## Directions for this task
Each entry, from beginning to end, is to be transcribed verbatim.

━━━━━━━━

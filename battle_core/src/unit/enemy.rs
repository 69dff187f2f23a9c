use super::{CombatUnit, StatusDefense};
use bestiary_core::{ActionPool, BaseStats, EnemyKind, EnemyTier, Traits};

/// A generated opponent, created fresh for one battle
#[derive(Debug, Clone, PartialEq)]
pub struct Enemy {
    pub unit: CombatUnit,
    pub level: u32,
    pub tier: EnemyTier,
    pub kind: EnemyKind,
    pub template_id: String,
    pub stats: BaseStats,
    pub traits: Traits,
    pub actions: ActionPool,
}

impl Enemy {
    pub fn new(
        name: impl Into<String>,
        max_hp: u32,
        stats: BaseStats,
        traits: Traits,
        actions: ActionPool,
    ) -> Self {
        let mut unit = CombatUnit::new(name, max_hp);
        unit.status_defense = StatusDefense {
            immunities: traits.immunities.clone(),
            resistances: traits.status_resistances.clone(),
            resistance_cap: None,
        };
        Enemy {
            unit,
            level: 1,
            tier: EnemyTier::Normal,
            kind: EnemyKind::default(),
            template_id: String::new(),
            stats,
            traits,
            actions,
        }
    }

    pub fn with_level(mut self, level: u32) -> Self {
        self.level = level;
        self
    }

    pub fn with_tier(mut self, tier: EnemyTier) -> Self {
        self.tier = tier;
        self
    }

    pub fn with_kind(mut self, kind: EnemyKind) -> Self {
        self.kind = kind;
        self
    }

    pub fn with_template_id(mut self, template_id: impl Into<String>) -> Self {
        self.template_id = template_id.into();
        self
    }
}
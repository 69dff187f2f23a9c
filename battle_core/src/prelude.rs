//! Prelude module for convenient imports
//!
//! ```rust
//! use battle_core::prelude::*;
//! ```

// Units
pub use crate::unit::{CombatUnit, Enemy, Player, Side, UnitStats};

// Status system
pub use crate::status::{
    apply_status_effect, process_status_effects, ApplyOptions, ApplyOutcome, ApplyResult,
    StatusCatalog,
};

// Damage and attacks
pub use crate::attack::{attack, AttackResult, CriticalTier};
pub use crate::damage::{resolve_damage, resolve_damage_with_traits, DamageOutcome};

// Combat
pub use crate::combat::{
    calculate_exp_reward, calculate_next_level_exp, generate_enemy, Battle, BattleOutcome,
    GenerateOptions, LogCategory,
};

// Config
pub use crate::config::{catalog, constants, init_catalog, init_constants};

// Re-exports from gear_core / bestiary_core
pub use bestiary_core::{EnemyTier, TemplateRegistry};
pub use gear_core::{
    EffectTarget, ItemTrait, StatusType, Weapon, WeaponEffect, WeaponStats, WeaponTag, WeaponType,
};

━━━━━━━━

## Worked solution
filename battle_core/src/unit/enemy.rs
repository 69dff187f2f23a9c
use super::{CombatUnit, StatusDefense};
use bestiary_core::{ActionPool, BaseStats, EnemyKind, EnemyTier, Traits};

/// A generated opponent, created fresh for one battle
#[derive(Debug, Clone, PartialEq)]
pub struct Enemy {
    pub unit: CombatUnit,
    pub level: u32,
    pub tier: EnemyTier,
    pub kind: EnemyKind,
    pub template_id: String,
    pub stats: BaseStats,
    pub traits: Traits,
    pub actions: ActionPool,
}

impl Enemy {
    pub fn new(
        name: impl Into<String>,
        max_hp: u32,
        stats: BaseStats,
        traits: Traits,
        actions: ActionPool,
    ) -> Self {
        let mut unit = CombatUnit::new(name, max_hp);
        unit.status_defense = StatusDefense {
            immunities: traits.immunities.clone(),
            resistances: traits.status_resistances.clone(),
            resistance_cap: None,
        };
        Enemy {
            unit,
            level: 1,
            tier: EnemyTier::Normal,
            kind: EnemyKind::default(),
            template_id: String::new(),
            stats,
            traits,
            actions,
        }
    }

    pub fn with_level(mut self, level: u32) -> Self {
        self.level = level;
        self
    }

    pub fn with_tier(mut self, tier: EnemyTier) -> Self {
        self.tier = tier;
        self
    }

    pub fn with_kind(mut self, kind: EnemyKind) -> Self {
        self.kind = kind;
        self
    }

    pub fn with_template_id(mut self, template_id: impl Into<String>) -> Self {
        self.template_id = template_id.into();
        self
    }
}
repository 69dff187f2f23a9c
filename battle_core/src/prelude.rs
//! Prelude module for convenient imports
//!
//! ```rust
//! use battle_core::prelude::*;
//! ```

// Units
pub use crate::unit::{CombatUnit, Enemy, Player, Side, UnitStats};

// Status system
pub use crate::status::{
    apply_status_effect, process_status_effects, ApplyOptions, ApplyOutcome, ApplyResult,
    StatusCatalog,
};

// Damage and attacks
pub use crate::attack::{attack, AttackResult, CriticalTier};
pub use crate::damage::{resolve_damage, resolve_damage_with_traits, DamageOutcome};

// Combat
pub use crate::combat::{
    calculate_exp_reward, calculate_next_level_exp, generate_enemy, Battle, BattleOutcome,
    GenerateOptions, LogCategory,
};

// Config
pub use crate::config::{catalog, constants, init_catalog, init_constants};

// Re-exports from gear_core / bestiary_core
pub use bestiary_core::{EnemyTier, TemplateRegistry};
pub use gear_core::{
    EffectTarget, ItemTrait, StatusType, Weapon, WeaponEffect, WeaponStats, WeaponTag, WeaponType,
};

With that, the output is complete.